(TO DO) Taking the line with "pub fn product_names(&self)" as the first and the line with "a rule document" as the last, set down exactly every line in that range from the entries below, and no more.

(DATA RECORDS)
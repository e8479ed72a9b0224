//! Rule-based product-interest inference
//!
//! Each evidence item is tested against every rule whose category set
//! includes the item's category. A match adds the rule's weight to the
//! product's aggregate and cites the snippet (`URL: ...` / `Signal: ...`)
//! while the product is under its citation cap. Aggregates are ranked by
//! score, descending, and the top products are kept.
//!
//! Inference is deterministic: aggregates keep first-seen order and ranking
//! uses a stable sort, so equal scores keep their evidence order.

use super::evidence::{Evidence, EvidenceCategory};
use crate::config::{ProductRule, RulesConfig};
use crate::error::{Error, Result};
use regex::{Regex, RegexBuilder};
use serde::{Deserialize, Serialize};
use std::collections::HashMap;

/// Compiled-program size ceiling for user-supplied patterns
const RULE_SIZE_LIMIT: usize = 1 << 20;

/// Qualitative confidence tier for a product score
#[derive(Debug, Clone, Copy, PartialEq, Eq, PartialOrd, Ord, Serialize, Deserialize)]
pub enum Confidence {
    Light,
    Moderate,
    High,
}

impl Confidence {
    /// Score at or above which confidence is High
    pub const HIGH_THRESHOLD: f64 = 14.0;
    /// Score at or above which confidence is Moderate
    pub const MODERATE_THRESHOLD: f64 = 7.0;

    /// Fixed three-tier step function over score
    pub fn from_score(score: f64) -> Self {
        if score >= Self::HIGH_THRESHOLD {
            Confidence::High
        } else if score >= Self::MODERATE_THRESHOLD {
            Confidence::Moderate
        } else {
            Confidence::Light
        }
    }
}

/// Aggregate for one product
#[derive(Debug, Clone, PartialEq, Serialize, Deserialize)]
#[serde(rename_all = "camelCase")]
pub struct ProductMatch {
    pub product_id: String,
    pub product_name: String,
    /// Sum of matching rule weights
    pub score: f64,
    /// Cited snippets, deduplicated, in match order
    pub evidence: Vec<String>,
}

impl ProductMatch {
    /// Confidence tier for this product's score
    pub fn confidence(&self) -> Confidence {
        Confidence::from_score(self.score)
    }
}

/// Ranked inference result
#[derive(Debug, Clone, Default, PartialEq, Serialize, Deserialize)]
#[serde(rename_all = "camelCase")]
pub struct ProductInterest {
    pub top_products: Vec<ProductMatch>,
}

impl ProductInterest {
    /// Whether any product matched
    pub fn has_evidence(&self) -> bool {
        !self.top_products.is_empty()
    }

    /// Names of the ranked products, best first
    pub fn product_names(&self) -> impl Iterator<Item = &str> {
        self.top_products.iter().map(|p| p.product_name.as_str())
    }
}

struct CompiledRule {
    product_id: String,
    product_name: String,
    weight: f64,
    categories: Vec<EvidenceCategory>,
    pattern: Regex,
}

/// Product-interest engine built from a rule document
pub struct ProductInterestEngine {
    rules: Vec<CompiledRule>,
    max_products: usize,
    max_evidence_per_product: usize,
    skipped_rules: Vec<String>,
}

impl ProductInterestEngine {
    /// Compile the rule set. Rules with invalid patterns are skipped.
    pub fn new(config: &RulesConfig) -> Self {
        let mut rules = Vec::with_capacity(config.rules.len());
        let mut skipped_rules = Vec::new();
        for rule in &config.rules {
            match Self::compile_rule(rule) {
                Ok(compiled) => rules.push(compiled),
                Err(e) => {
                    tracing::warn!(product = %rule.product_id, error = %e, "Skipping product rule");
                    skipped_rules.push(rule.product_id.clone());
                }
            }
        }
        Self {
            rules,
            max_products: config.max_products,
            max_evidence_per_product: config.max_evidence_per_product,
            skipped_rules,
        }
    }

    fn compile_rule(rule: &ProductRule) -> Result<CompiledRule> {
        let pattern = RegexBuilder::new(&rule.pattern)
            .case_insensitive(true)
            .size_limit(RULE_SIZE_LIMIT)
            .build()
            .map_err(|e| {
                Error::Rule(format!(
                    "Invalid pattern for product '{}': {}",
                    rule.product_id, e
                ))
            })?;
        let product_id = if rule.product_id.trim().is_empty() {
            rule.product_name.clone()
        } else {
            rule.product_id.clone()
        };
        let product_name = if rule.product_name.trim().is_empty() {
            product_id.clone()
        } else {
            rule.product_name.clone()
        };
        Ok(CompiledRule {
            product_id,
            product_name,
            weight: if rule.weight.is_finite() { rule.weight } else { 0.0 },
            categories: rule.evidence_categories.clone(),
            pattern,
        })
    }

    /// Identifiers of rules skipped because their pattern failed to compile
    pub fn skipped_rules(&self) -> &[String] {
        &self.skipped_rules
    }

    /// Number of active rules
    pub fn rule_count(&self) -> usize {
        self.rules.len()
    }

    /// Score evidence and rank products
    pub fn infer(&self, evidence: &[Evidence]) -> ProductInterest {
        let mut aggregates: Vec<ProductMatch> = Vec::new();
        let mut index: HashMap<&str, usize> = HashMap::new();

        for item in evidence {
            if item.text.is_empty() {
                continue;
            }
            for rule in &self.rules {
                if !rule.categories.contains(&item.category) || !rule.pattern.is_match(&item.text) {
                    continue;
                }
                let slot = *index.entry(rule.product_id.as_str()).or_insert_with(|| {
                    aggregates.push(ProductMatch {
                        product_id: rule.product_id.clone(),
                        product_name: rule.product_name.clone(),
                        score: 0.0,
                        evidence: Vec::new(),
                    });
                    aggregates.len() - 1
                });
                let aggregate = &mut aggregates[slot];
                aggregate.score += rule.weight;
                if aggregate.evidence.len() < self.max_evidence_per_product {
                    let citation = cite(item);
                    if !aggregate.evidence.contains(&citation) {
                        aggregate.evidence.push(citation);
                    }
                }
            }
        }

        aggregates.sort_by(|a, b| b.score.total_cmp(&a.score));
        aggregates.truncate(self.max_products);

        tracing::debug!(
            evidence = evidence.len(),
            products = aggregates.len(),
            "Inferred product interest"
        );

        ProductInterest {
            top_products: aggregates,
        }
    }
}

fn cite(item: &Evidence) -> String {
    match item.category {
        EvidenceCategory::Url => format!("URL: {}", item.text),
        EvidenceCategory::Text => format!("Signal: {}", item.text),
    }
}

(RESPONSE AREA)
    pub fn product_names(&self) -> impl Iterator<Item = &str> {
        self.top_products.iter().map(|p| p.product_name.as_str())
    }
}

struct CompiledRule {
    product_id: String,
    product_name: String,
    weight: f64,
    categories: Vec<EvidenceCategory>,
    pattern: Regex,
}

/// Product-interest engine built from a rule document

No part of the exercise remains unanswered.